"É positivo e corresponde ao apelo de um número significativo de organizações desportivas. É sobretudo positivo que não se tenha esperado pelas quatro semanas [que o Comité Olímpico Internacional tinha sinalizado como prazo para uma decisão]", explicou José Manuel Constantino, em reação à Lusa ao adiamento dos Jogos face à pandemia da covid-19.

Segundo o líder do COP, a decisão traz tranquilidade, particularmente para atletas e organizações de países "com fortes limitações ao treino e preparação".

Mesmo que a decisão parecesse "inevitável", surpreende "que tenha sido tão rápida", confessa Constantino, que já tinha pedido uma tomada de posição firme e célere ao Comité Olímpico Internacional (COI).

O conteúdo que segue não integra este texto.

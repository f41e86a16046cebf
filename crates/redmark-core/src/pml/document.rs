use crate::error::Result;
use crate::package::OpcPackage;

/// A PresentationML package.
pub struct PmlDocument {
    package: OpcPackage,
}

impl PmlDocument {
    pub fn from_bytes(bytes: &[u8]) -> Result<Self> {
        let package = OpcPackage::open(bytes)?;
        Ok(Self { package })
    }

    pub fn from_package(package: OpcPackage) -> Self {
        Self { package }
    }

    pub fn to_bytes(&self) -> Result<Vec<u8>> {
        self.package.save()
    }

    pub fn package(&self) -> &OpcPackage {
        &self.package
    }

    pub fn package_mut(&mut self) -> &mut OpcPackage {
        &mut self.package
    }

    pub fn presentation_uri(&self) -> String {
        self.package
            .main_document_part()
            .unwrap_or_else(|_| "ppt/presentation.xml".to_string())
    }
}
fn diff_rows_aligned(
    left: &WorksheetSignature,
    right: &WorksheetSignature,
    sheet_name: &str,
    settings: &SmlComparerSettings,
    changes: &mut Vec<SmlChange>,
) {
    let rows1 = left.row_keys();
    let rows2 = right.row_keys();
    let segments = correlate(&rows1, &rows2, &LcsOptions::new());

    let mut i = 0;
    while i < segments.len() {
        match segments[i].kind {
            SegmentKind::Equal => {
                for (r1, r2) in segments[i].left.iter().zip(&segments[i].right) {
                    compare_row_cells(left, r1.row, right, r2.row, sheet_name, settings, changes);
                }
            }
            SegmentKind::Deleted => {
                // A deletion followed directly by an insertion is a run of
                // modified rows: pair positionally, compare cell-by-cell.
                if i + 1 < segments.len() && segments[i + 1].kind == SegmentKind::Inserted {
                    let dels = &segments[i].left;
                    let inss = &segments[i + 1].right;
                    let paired = dels.len().min(inss.len());
                    for k in 0..paired {
                        compare_row_cells(
                            left,
                            dels[k].row,
                            right,
                            inss[k].row,
                            sheet_name,
                            settings,
                            changes,
                        );
                    }
                    for key in &dels[paired..] {
                        push_row_change(SmlChangeType::RowDeleted, key.row, sheet_name, changes);
                    }
                    for key in &inss[paired..] {
                        push_row_change(SmlChangeType::RowInserted, key.row, sheet_name, changes);
                    }
                    i += 2;
                    continue;
                }
                for key in &segments[i].left {
                    push_row_change(SmlChangeType::RowDeleted, key.row, sheet_name, changes);
                }
            }
            SegmentKind::Inserted => {
                for key in &segments[i].right {
                    push_row_change(SmlChangeType::RowInserted, key.row, sheet_name, changes);
                }
            }
        }
        i += 1;
    }
}

fn push_row_change(
    kind: SmlChangeType,
    row: u32,
    sheet_name: &str,
    changes: &mut Vec<SmlChange>,
) {
    let mut change = SmlChange::of(kind);
    change.sheet_name = Some(sheet_name.to_string());
    change.row_index = Some(row);
    changes.push(change);
}

#[allow(clippy::too_many_arguments)]
fn compare_row_cells(
    left: &WorksheetSignature,
    row1: u32,
    right: &WorksheetSignature,
    row2: u32,
    sheet_name: &str,
    settings: &SmlComparerSettings,
    changes: &mut Vec<SmlChange>,
) {
    let cells1 = left.cells_in_row(row1);
    let cells2 = right.cells_in_row(row2);
    let columns: BTreeSet<u32> = cells1
        .iter()
        .map(|c| c.column)
        .chain(cells2.iter().map(|c| c.column))
        .collect();

    for column in columns {
        let c1 = cells1.iter().find(|c| c.column == column).copied();
        let c2 = cells2.iter().find(|c| c.column == column).copied();
        let address = c2
            .map(|c| c.address.clone())
            .unwrap_or_else(|| make_a1(row2, column));
        compare_cell(c1, c2, &address, sheet_name, settings, changes);
    }
}

fn compare_cell(
    c1: Option<&CellSignature>,
    c2: Option<&CellSignature>,
    address: &str,
    sheet_name: &str,
    settings: &SmlComparerSettings,
    changes: &mut Vec<SmlChange>,
) {
    match (c1, c2) {
        (Some(c1), Some(c2)) => {
            if c1.content_hash == c2.content_hash {
                // Content identical; formatting may still differ since
                // style state is outside the content hash.
                if settings.compare_formatting && c1.format != c2.format {
                    let mut change = SmlChange::of(SmlChangeType::FormatChanged);
                    change.sheet_name = Some(sheet_name.to_string());
                    change.cell_address = Some(address.to_string());
                    change.row_index = Some(c2.row);
                    change.column_index = Some(c2.column);
                    change.old_format = Some(c1.format.clone());
                    change.new_format = Some(c2.format.clone());
                    changes.push(change);
                }
                return;
            }

            if settings.compare_values && c1.value != c2.value {
                let mut change = SmlChange::of(SmlChangeType::ValueChanged);
                change.sheet_name = Some(sheet_name.to_string());
                change.cell_address = Some(address.to_string());
                change.row_index = Some(c2.row);
                change.column_index = Some(c2.column);
                change.old_value = c1.value.clone();
                change.new_value = c2.value.clone();
                changes.push(change);
            }
            if settings.compare_formulas && c1.formula != c2.formula {
                let mut change = SmlChange::of(SmlChangeType::FormulaChanged);
                change.sheet_name = Some(sheet_name.to_string());
                change.cell_address = Some(address.to_string());
                change.row_index = Some(c2.row);
                change.column_index = Some(c2.column);
                change.old_formula = c1.formula.clone();
                change.new_formula = c2.formula.clone();
                changes.push(change);
            }
            if settings.compare_formatting && c1.format != c2.format {
                let mut change = SmlChange::of(SmlChangeType::FormatChanged);
                change.sheet_name = Some(sheet_name.to_string());
                change.cell_address = Some(address.to_string());
                change.row_index = Some(c2.row);
                change.column_index = Some(c2.column);
                change.old_format = Some(c1.format.clone());
                change.new_format = Some(c2.format.clone());
                changes.push(change);
            }
        }
        (Some(c1), None) => {
            if !c1.is_empty() {
                let mut change = SmlChange::of(SmlChangeType::CellDeleted);
                change.sheet_name = Some(sheet_name.to_string());
                change.cell_address = Some(address.to_string());
                change.row_index = Some(c1.row);
                change.column_index = Some(c1.column);
                change.old_value = c1.value.clone();
                change.old_formula = c1.formula.clone();
                changes.push(change);
            }
        }
        (None, Some(c2)) => {
            if !c2.is_empty() {
                let mut change = SmlChange::of(SmlChangeType::CellAdded);
                change.sheet_name = Some(sheet_name.to_string());
                change.cell_address = Some(address.to_string());
                change.row_index = Some(c2.row);
                change.column_index = Some(c2.column);
                change.new_value = c2.value.clone();
                change.new_formula = c2.formula.clone();
                changes.push(change);
            }
        }
        (None, None) => {}
    }
}

fn diff_defined_names(
    sig1: &WorkbookSignature,
    sig2: &WorkbookSignature,
    changes: &mut Vec<SmlChange>,
) {
    let names: BTreeSet<&String> = sig1
        .defined_names
        .keys()
        .chain(sig2.defined_names.keys())
        .collect();
    for name in names {
        match (sig1.defined_names.get(name), sig2.defined_names.get(name)) {
            (Some(old), Some(new)) if old != new => {
                let mut change = SmlChange::of(SmlChangeType::NamedRangeChanged);
                change.name = Some(name.to_string());
                change.old_detail = Some(old.clone());
                change.new_detail = Some(new.clone());
                changes.push(change);
            }
            (Some(old), None) => {
                let mut change = SmlChange::of(SmlChangeType::NamedRangeDeleted);
                change.name = Some(name.to_string());
                change.old_detail = Some(old.clone());
                changes.push(change);
            }
            (None, Some(new)) => {
                let mut change = SmlChange::of(SmlChangeType::NamedRangeAdded);
                change.name = Some(name.to_string());
                change.new_detail = Some(new.clone());
                changes.push(change);
            }
            _ => {}
        }
    }
}

fn diff_comments(
    left: &WorksheetSignature,
    right: &WorksheetSignature,
    sheet_name: &str,
    changes: &mut Vec<SmlChange>,
) {
    let addresses: BTreeSet<&String> =
        left.comments.keys().chain(right.comments.keys()).collect();
    for address in addresses {
        match (left.comments.get(address.as_str()), right.comments.get(address.as_str())) {
            (Some(old), Some(new)) => {
                if old.text != new.text || old.author != new.author {
                    let mut change = SmlChange::of(SmlChangeType::CommentChanged);
                    change.sheet_name = Some(sheet_name.to_string());
                    change.cell_address = Some(address.to_string());
                    change.author = Some(new.author.clone());
                    change.old_detail = Some(old.text.clone());
                    change.new_detail = Some(new.text.clone());
                    changes.push(change);
                }
            }
            (Some(old), None) => {
                let mut change = SmlChange::of(SmlChangeType::CommentDeleted);
                change.sheet_name = Some(sheet_name.to_string());
                change.cell_address = Some(address.to_string());
                change.author = Some(old.author.clone());
                change.old_detail = Some(old.text.clone());
                changes.push(change);
            }
            (None, Some(new)) => {
                let mut change = SmlChange::of(SmlChangeType::CommentAdded);
                change.sheet_name = Some(sheet_name.to_string());
                change.cell_address = Some(address.to_string());
                change.author = Some(new.author.clone());
                change.new_detail = Some(new.text.clone());
                changes.push(change);
            }
            (None, None) => {}
        }
    }
}

fn diff_data_validations(
    left: &WorksheetSignature,
    right: &WorksheetSignature,
    sheet_name: &str,
    changes: &mut Vec<SmlChange>,
) {
    let left_hashes: BTreeSet<String> = left
        .data_validations
        .iter()
        .map(|v| v.content_hash())
        .collect();
    let right_hashes: BTreeSet<String> = right
        .data_validations
        .iter()
        .map(|v| v.content_hash())
        .collect();

    for validation in &left.data_validations {
        if !right_hashes.contains(&validation.content_hash()) {
            let mut change = SmlChange::of(SmlChangeType::DataValidationDeleted);
            change.sheet_name = Some(sheet_name.to_string());
            change.range = Some(validation.range.clone());
            change.old_detail = Some(validation.describe());
            changes.push(change);
        }
    }
    for validation in &right.data_validations {
        if !left_hashes.contains(&validation.content_hash()) {
            let mut change = SmlChange::of(SmlChangeType::DataValidationAdded);
            change.sheet_name = Some(sheet_name.to_string());
            change.range = Some(validation.range.clone());
            change.new_detail = Some(validation.describe());
            changes.push(change);
        }
    }
}
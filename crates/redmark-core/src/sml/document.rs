use crate::error::Result;
use crate::package::OpcPackage;

/// A SpreadsheetML package.
pub struct SmlDocument {
    package: OpcPackage,
}

impl SmlDocument {
    pub fn from_bytes(bytes: &[u8]) -> Result<Self> {
        let package = OpcPackage::open(bytes)?;
        Ok(Self { package })
    }

    pub fn from_package(package: OpcPackage) -> Self {
        Self { package }
    }

    pub fn to_bytes(&self) -> Result<Vec<u8>> {
        self.package.save()
    }

    pub fn package(&self) -> &OpcPackage {
        &self.package
    }

    pub fn package_mut(&mut self) -> &mut OpcPackage {
        &mut self.package
    }

    pub fn workbook_uri(&self) -> String {
        self.package
            .main_document_part()
            .unwrap_or_else(|_| "xl/workbook.xml".to_string())
    }
}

Alertando que a data específica não está ainda encontrada, estando balizada "entre o verão de 2020 e o verão de 2021", o "mais natural seria replicar um ano depois", explica, ainda que seja preciso "olhar para os calendários internacionais e ver como está a situação", além da própria evolução da pandemia.

"É positivo que não se tenha esperado pela definição da nova data e se tenha anunciado ao mundo que se adiam os Jogos", remata.

O Comité Olímpico Internacional (COI) e o Comité Organizador dos Jogos anunciaram, em comunicado, o adiamento dos Jogos, uma medida que já tinha sido comunicada pelo primeiro-ministro do Japão, Shinzo Abe.

"Nas presentes circunstâncias e baseado nas informações dadas hoje pela Organização Mundial de Saúde, o presidente do COI [Thomas Bach] e o primeiro-ministro do Japão [Shinzo Abe] concluíram que os Jogos da XXXII Olimpíada em Tóquio devem ser remarcados para uma dar posterior a 2020 e nunca depois do verão de 2021", lê-se no comunicado.

Esta decisão foi, de acordo com o mesmo documento, tomada "para salvaguardar a saúde dos atletas, de toda a gente envolvida nos Jogos Olímpicos e de comunidade internacional".

Abe e o alemão Thomas Bach, líder do COI, tinham estado reunidos por videoconferência juntamente com o presidente do Comité Organizador, Yoshiro Mori, com a governadora de Tóquio, Yuriko Koike, e com outros elementos do COI.

O novo coronavírus, responsável pela pandemia da covid-19, já infetou mais de 360 mil pessoas em todo o mundo, das quais cerca de 17.000 morreram.

Depois de surgir na China, em dezembro, o surto espalhou-se por todo o mundo, o que levou a Organização Mundial da Saúde (OMS) a declarar uma situação de pandemia.

Vários países adotaram medidas excecionais, incluindo o regime de quarentena e o encerramento de fronteiras.

Em Portugal, há 29 mortos e 2362 infetados confirmados. Portugal encontra-se em estado de emergência desde as 00:00 de quinta-feira e até às 23:59 de 02 de abril.